Al contrario, stati come Etiopia o Repubblica Democratica del Congo risultano molto più esposti pur registrando temperature medie meno estreme. A fare la differenza sono le fragilità sociali, sanitarie e infrastrutturali.

“La Systemic Cooling Poverty non può essere ridotta semplicemente a una questione di reddito e clima”, sottolinea Enrica De Cian, ricercatrice del CMCC e docente a Ca’ Foscari. Lo studio evidenzia infatti una correlazione debole tra PIL pro capite e livelli di vulnerabilità termica, dimostrando che la crescita economica da sola non garantisce protezione.

Anche le città raccontano questa contraddizione. Giacomo Falchetta, primo autore dello studio, osserva che una metropoli in cui la diffusione dell’aria condizionata è elevata non è automaticamente una città sicura dal punto di vista termico. Se gli spazi pubblici diventano invivibili, se il lavoro all’aperto resta esposto o se l’accesso alla salute è diseguale, il rischio continua a crescere.

Dal Sud Globale alle città europee

La ricerca guarda soprattutto ai paesi del Sud Globale, ma il messaggio riguarda sempre più anche Europa e Nord America.
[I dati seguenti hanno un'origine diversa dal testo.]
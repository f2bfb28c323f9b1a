//! C1 — Matcher Executor.
//!
//! Invokes the external structural-pattern matcher binary (ast-grep-shaped;
//! §6), with streaming JSON output, bounded result counts, timeouts, and
//! file-size filtering. Grounded on `exec.rs`'s child-spawn / stream-reader /
//! `tokio::select!` timeout race, narrowed to a single child (no process
//! group kill — see DESIGN.md).

use std::collections::HashMap;
use std::path::{Path, PathBuf};
use std::process::Stdio;
use std::time::Duration;

use serde::Deserialize;
use tokio::io::{AsyncBufReadExt, BufReader};
use tokio::process::{Child, Command};
use tracing::{debug, info, warn};

use crate::error::{Error, Result};
use crate::types::Match;

/// Options shared by all three C1 operations (§4.1).
#[derive(Clone, Debug, Default)]
pub struct MatcherOptions {
    pub max_results: Option<usize>,
    pub max_file_size_mb: Option<u64>,
    pub timeout_ms: Option<u64>,
    pub include_patterns: Vec<String>,
    pub exclude_patterns: Vec<String>,
}

/// What's being matched: a single structural pattern, or a declarative rule
/// document.
#[derive(Clone, Debug)]
pub enum Query {
    Pattern(String),
    RuleDoc(String),
}

/// Counters describing one invocation, for callers that want them
/// (the `skipped` metric from §4.1's file-size filtering).
#[derive(Clone, Debug, Default)]
pub struct ExecutionStats {
    pub files_considered: usize,
    pub files_skipped_for_size: usize,
    pub malformed_lines_skipped: usize,
}

/// Wire shape of one matcher match line (§6).
#[derive(Debug, Deserialize)]
struct MatchLine {
    file: PathBuf,
    range: MatchRange,
    text: String,
    #[serde(default)]
    #[allow(dead_code)]
    #[serde(rename = "metaVariables")]
    meta_variables: Option<serde_json::Value>,
}

#[derive(Debug, Deserialize)]
struct MatchRange {
    start: MatchPoint,
    end: MatchPoint,
}

#[derive(Debug, Deserialize)]
struct MatchPoint {
    line: u32,
    #[allow(dead_code)]
    column: u32,
}

pub struct MatcherExecutor {
    binary: String,
}

impl MatcherExecutor {
    pub fn new(binary: impl Into<String>) -> Self {
        Self { binary: binary.into() }
    }

    /// Resolve the binary path from `PATH`, failing with `ToolNotInstalled`
    /// if it isn't present (§4.1).
    pub fn resolve_binary(&self) -> Result<PathBuf> {
        which::which(&self.binary).map_err(|_| Error::ToolNotInstalled {
            binary: self.binary.clone(),
        })
    }

    /// `run_structural(pattern, language, target_path, opts) -> Matches`.
    pub async fn run_structural(
        &self,
        pattern: &str,
        language: &str,
        target_path: &Path,
        opts: &MatcherOptions,
    ) -> Result<Vec<Match>> {
        self.run(&Query::Pattern(pattern.to_string()), language, target_path, opts)
            .await
    }

    /// `run_rule(rule_doc, language, target_path, opts) -> Matches`.
    pub async fn run_rule(
        &self,
        rule_doc: &str,
        language: &str,
        target_path: &Path,
        opts: &MatcherOptions,
    ) -> Result<Vec<Match>> {
        self.run(&Query::RuleDoc(rule_doc.to_string()), language, target_path, opts)
            .await
    }

    async fn run(
        &self,
        query: &Query,
        language: &str,
        target_path: &Path,
        opts: &MatcherOptions,
    ) -> Result<Vec<Match>> {
        let mut out = Vec::new();
        for item in self.stream(query, language, target_path, opts).await? {
            out.push(item);
        }
        Ok(out)
    }

    /// `stream(pattern_or_rule, language, target_path, opts) -> sequence of
    /// Match`. Collected eagerly here (the crate has no async-generator
    /// story without pulling in `async-stream`'s macro machinery for a
    /// single call site); early termination after `max_results` still
    /// happens against the child process, not just the returned Vec.
    pub async fn stream(
        &self,
        query: &Query,
        language: &str,
        target_path: &Path,
        opts: &MatcherOptions,
    ) -> Result<Vec<Match>> {
        let binary = self.resolve_binary()?;

        let files = self.discover_files(target_path, opts)?;

        let mut command = Command::new(&binary);
        command.arg(match query {
            Query::Pattern(_) => "run",
            Query::RuleDoc(_) => "scan",
        });
        match query {
            Query::Pattern(pattern) => {
                command.arg("--pattern").arg(pattern);
            }
            Query::RuleDoc(rule_doc) => {
                command.arg("--rule").arg(rule_doc);
            }
        }
        command
            .arg("--lang")
            .arg(language)
            .arg("--json=stream");
        if files.is_empty() {
            command.arg(target_path);
        } else {
            command.args(&files);
        }
        let cwd = if target_path.is_dir() {
            target_path.to_path_buf()
        } else {
            target_path.parent().map(Path::to_path_buf).unwrap_or_else(|| target_path.to_path_buf())
        };
        command
            .current_dir(&cwd)
            .stdout(Stdio::piped())
            .stderr(Stdio::piped());

        let mut child = command.spawn().map_err(Error::Io)?;
        let stdout = child
            .stdout
            .take()
            .ok_or_else(|| Error::Io(std::io::Error::other("stdout pipe not available")))?;
        let stderr = child
            .stderr
            .take()
            .ok_or_else(|| Error::Io(std::io::Error::other("stderr pipe not available")))?;

        let stderr_task = tokio::spawn(async move {
            use tokio::io::AsyncReadExt;
            let mut buf = String::new();
            let mut reader = stderr;
            let _ = reader.read_to_string(&mut buf).await;
            buf
        });

        let timeout_ms = opts.timeout_ms.unwrap_or(10_000);
        let operation = match query {
            Query::Pattern(_) => "run_structural",
            Query::RuleDoc(_) => "run_rule",
        };

        let read_result = tokio::time::timeout(
            Duration::from_millis(timeout_ms),
            read_matches(stdout, language, opts.max_results),
        )
        .await;

        let (matches, malformed) = match read_result {
            Ok(result) => result,
            Err(_) => {
                kill_child(&mut child);
                let _ = child.wait().await;
                warn!(operation, timeout_ms, "matcher invocation timed out");
                return Err(Error::Timeout {
                    operation: operation.to_string(),
                    elapsed_ms: timeout_ms,
                });
            }
        };

        if opts.max_results.map(|n| matches.len() >= n).unwrap_or(false) {
            // Early termination: we have enough matches, stop waiting on
            // the child and drain its streams instead of blocking on exit.
            kill_child(&mut child);
        }

        let status = child.wait().await.map_err(Error::Io)?;
        let stderr_text = stderr_task.await.unwrap_or_default();

        if malformed > 0 {
            debug!(malformed, "matcher emitted malformed JSON lines, skipped");
        }

        if !status.success() && matches.is_empty() && !stderr_text.trim().is_empty() {
            let tail: String = stderr_text
                .lines()
                .rev()
                .take(20)
                .collect::<Vec<_>>()
                .into_iter()
                .rev()
                .collect::<Vec<_>>()
                .join("\n");
            return Err(Error::ExecutionError {
                stderr_tail: tail,
                exit_code: status.code(),
            });
        }

        info!(operation, matches = matches.len(), "matcher invocation complete");
        Ok(matches)
    }

    /// File-size filtering performed by the caller (§4.1): walk the target
    /// tree respecting excludes, drop files above `max_file_size_mb`, and
    /// return the surviving explicit file list via `ignore::WalkBuilder` with
    /// override globs.
    fn discover_files(&self, target_path: &Path, opts: &MatcherOptions) -> Result<Vec<PathBuf>> {
        if opts.include_patterns.is_empty() && opts.exclude_patterns.is_empty() && opts.max_file_size_mb.is_none() {
            return Ok(Vec::new());
        }

        let mut builder = ignore::WalkBuilder::new(target_path);
        builder.hidden(false);
        if !opts.exclude_patterns.is_empty() {
            let mut overrides = ignore::overrides::OverrideBuilder::new(target_path);
            for pattern in &opts.exclude_patterns {
                let _ = overrides.add(&format!("!{pattern}"));
            }
            if let Ok(overrides) = overrides.build() {
                builder.overrides(overrides);
            }
        }

        let max_bytes = opts.max_file_size_mb.map(|mb| mb * 1024 * 1024);
        let mut files = Vec::new();
        for entry in builder.build() {
            let Ok(entry) = entry else { continue };
            if !entry.file_type().map(|t| t.is_file()).unwrap_or(false) {
                continue;
            }
            if let Some(max_bytes) = max_bytes {
                if let Ok(meta) = entry.metadata() {
                    if meta.len() > max_bytes {
                        continue;
                    }
                }
            }
            files.push(entry.into_path());
        }
        Ok(files)
    }
}

async fn read_matches(
    stdout: impl tokio::io::AsyncRead + Unpin,
    language: &str,
    max_results: Option<usize>,
) -> (Vec<Match>, usize) {
    let mut reader = BufReader::new(stdout).lines();
    let mut matches = Vec::new();
    let mut malformed = 0usize;

    while let Ok(Some(line)) = reader.next_line().await {
        if line.trim().is_empty() {
            continue;
        }
        match serde_json::from_str::<MatchLine>(&line) {
            Ok(parsed) => {
                matches.push(Match {
                    file_path: parsed.file,
                    start_line: parsed.range.start.line,
                    end_line: parsed.range.end.line,
                    text: parsed.text,
                    language: language.to_string(),
                });
                if let Some(max) = max_results {
                    if matches.len() >= max {
                        break;
                    }
                }
            }
            Err(_) => malformed += 1,
        }
    }

    (matches, malformed)
}

fn kill_child(child: &mut Child) {
    let _ = child.start_kill();
}

#[allow(dead_code)]
fn env_passthrough() -> HashMap<String, String> {
    std::env::vars().collect()
}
Negli ultimi anni le ondate di calore stanno trasformando le città in ambienti ad alto rischio sanitario, sociale ed economico.

Il concetto di thermal justice citato dagli autori amplia ulteriormente il dibattito: chi ha davvero la possibilità di proteggersi dal caldo? Chi vive in quartieri verdi e ventilati e chi invece in aree dense di cemento? Chi può interrompere il lavoro durante le ore più critiche e chi no?

La risposta, suggerisce lo studio, sta diventando una nuova linea di frattura sociale globale.

Per questo l’indice sviluppato dai ricercatori viene proposto come uno strumento operativo per governi e amministrazioni locali. Può aiutare a individuare dove intervenire, quali vulnerabilità affrontare e quali politiche adottare: più aree verdi e blu, edilizia più resiliente, protezioni per i lavoratori esposti, accesso sanitario diffuso e pianificazione urbana adattata alle temperature estreme.

Il rischio, altrimenti, è che il caldo smetta di essere soltanto un fenomeno climatico e diventi una delle principali forme di disuguaglianza del XXI secolo.